- Education: Sydney Grammar School University of New South Wales
- Occupations: Plastic and reconstructive surgeon

= Rowan Gillies =

Australian plastic surgeon

Rowan Gillies is a plastic surgeon from Sydney, Australia and is a VMO Plastic Surgery at Royal North Shore Hospital. He has a specific interest in skin cancer, reconstruction and breast reconstruction as well as the management of severe burns and trauma. He is the youngest ever International Council President of the Nobel Prize–winning Médecins Sans Frontières.

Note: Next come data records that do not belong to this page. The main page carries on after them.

//! Rule checking `$INSERT` and `$USING` directives.
//!
//! # Detected Patterns
//!
//! - `I001`: a `FUNCTION` without any `$USING` import (warning, strict only)
//! - `I002`: no `$INSERT` field-definition include at all (info, strict only)
//! - `I003`: a `$USING` module that is not UPPERCASE with dots (warning)

use crate::declarations::{declaration_line, DeclarationKind};
use infobasic_lint_core::{Diagnostic, FileContext, Rule, Severity};
use regex::Regex;
use std::sync::LazyLock;

/// Rule name for includes.
pub const NAME: &str = "includes";

/// Function without `$USING`.
pub const CODE_FUNCTION_WITHOUT_USING: &str = "I001";

/// No `$INSERT` directive.
pub const CODE_MISSING_INSERT: &str = "I002";

/// Malformed `$USING` module name.
pub const CODE_USING_FORMAT: &str = "I003";

static INSERT: LazyLock<Regex> =
    LazyLock::new(|| Regex::new(r"(?m)^\s*\$INSERT\s+").expect("valid regex"));

static USING: LazyLock<Regex> = LazyLock::new(|| {
    Regex::new(r"(?m)^[^\S\n]*(\$USING)[^\S\n]+([^\s,;]+)").expect("valid regex")
});

static MODULE_NAME: LazyLock<Regex> =
    LazyLock::new(|| Regex::new(r"^[A-Z][A-Z0-9.]*$").expect("valid regex"));

/// Checks include and import directives.
#[derive(Debug, Clone, Copy, Default)]
pub struct Includes;

impl Includes {
    /// Creates a new rule.
    #[must_use]
    pub fn new() -> Self {
        Self
    }
}

impl Rule for Includes {
    fn name(&self) -> &'static str {
        NAME
    }

    fn codes(&self) -> &'static [&'static str] {
        &[
            CODE_FUNCTION_WITHOUT_USING,
            CODE_MISSING_INSERT,
            CODE_USING_FORMAT,
        ]
    }

    fn description(&self) -> &'static str {
        "Checks $INSERT field definitions and $USING module imports"
    }

    fn check(&self, ctx: &FileContext) -> Vec<Diagnostic> {
        let mut diagnostics = Vec::new();
        let usings: Vec<_> = USING.captures_iter(ctx.content).collect();

        if ctx.strict {
            if let Some(line) = declaration_line(ctx, DeclarationKind::Function) {
                if usings.is_empty() {
                    diagnostics.push(
                        ctx.diagnostic(
                            CODE_FUNCTION_WITHOUT_USING,
                            NAME,
                            Severity::Warning,
                            line,
                            format!(
                                "{} should include $USING directives for framework imports",
                                DeclarationKind::Function.keyword()
                            ),
                        )
                        .with_suggestion("Add: $USING EB.API or project-specific service modules"),
                    );
                }
            }

            if !INSERT.is_match(ctx.content) {
                diagnostics.push(
                    ctx.diagnostic(
                        CODE_MISSING_INSERT,
                        NAME,
                        Severity::Info,
                        1,
                        "Consider adding $INSERT directives for field definitions and common variables",
                    )
                    .with_suggestion(
                        "Add: $INSERT I_F.* (field equates) and $INSERT I_EQUATE (constants)",
                    ),
                );
            }
        }

        for caps in &usings {
            let (Some(directive), Some(module)) = (caps.get(1), caps.get(2)) else {
                continue;
            };
            if MODULE_NAME.is_match(module.as_str()) {
                continue;
            }

            diagnostics.push(ctx.diagnostic(
                CODE_USING_FORMAT,
                NAME,
                Severity::Warning,
                ctx.line_at(directive.start()),
                format!(
                    "$USING module '{}' should be UPPERCASE with dots (universal pattern)",
                    module.as_str()
                ),
            ));
        }

        diagnostics
    }
}
//! Init command implementation.

use anyhow::{bail, Result};
use std::path::Path;

const CONFIG_FILE: &str = "infobasic-lint.toml";

const DEFAULT_CONFIG: &str = r#"# infobasic-lint configuration

# "recommended" (default), "strict" or "minimal"
preset = "recommended"

# Enable INFO-level and stricter checks (same as --strict)
strict = false

[analyzer]
# Glob patterns to exclude from directory scans
exclude = [
    "**/backup/**",
    "**/generated/**",
]

# Source file extensions, matched case-insensitively
extensions = ["b"]

# Maximum number of files checked in parallel (default: all cores)
# parallelism = 4

# Rule configurations
# Entries are keyed by rule name or rule code. Each can be disabled and
# have its severity overridden ("error", "warning", "info").

[rules.hardcoded-position]
# Highest literal field position tolerated in R.REC<N>
max_index = 10

[rules.error-handling]
# Lines searched for an ERR/ETEXT check after a service call
lookahead_lines = 5

[rules.nesting-depth]
max_depth = 3
# "balanced" closes on ')' and '}'; "legacy" closes on '}' only
paren_mode = "balanced"

# [rules.naming]
# prefixes = ["CU.", "LOC."]

# [rules.A003]
# severity = "error"

# [rules.includes]
# enabled = false
"#;

/// Runs the init command.
pub fn run(force: bool) -> Result<()> {
    write_config(Path::new(CONFIG_FILE), force)?;

    println!("Created {CONFIG_FILE}");
    println!("\nNext steps:");
    println!("  1. Edit {CONFIG_FILE} to configure rules");
    println!("  2. Run: infobasic-lint check");

    Ok(())
}

fn write_config(config_path: &Path, force: bool) -> Result<()> {
    if config_path.exists() && !force {
        bail!(
            "Configuration file already exists at {}. Use --force to overwrite.",
            config_path.display()
        );
    }

    std::fs::write(config_path, DEFAULT_CONFIG)?;
    Ok(())
}
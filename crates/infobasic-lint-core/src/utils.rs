//! Utility functions for the analyzer and rule implementations.

pub mod allowance;
pub mod paths;

#[doc(inline)]
pub use allowance::{apply_allowances, check_allow, AllowCheck};
#[doc(inline)]
pub use paths::{has_source_extension, is_excluded};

Educated at Sydney Grammar School and graduating with honours from the University of New South Wales, Dr Gillies is a plastic and reconstructive surgeon. In January 2002 he became Australia's MSF leader and was thereafter elected as international leader that year. He has worked on the field for MSF in some of the world's most troubled regions, including Afghanistan, Sierra Leone, Sudan, Liberia, Beirut, Congo and Sri Lanka.

He was listed by The Age as one of "The 50 Australians Who Matter" in 2005.

Gillies delivered the prestigious 52nd annual Errol Solomon Meyers Memorial Lecture in 2009 in Brisbane, Australia.

He is currently part of the Lancet Commission on Global Surgery, the findings of which were published in early May 2015.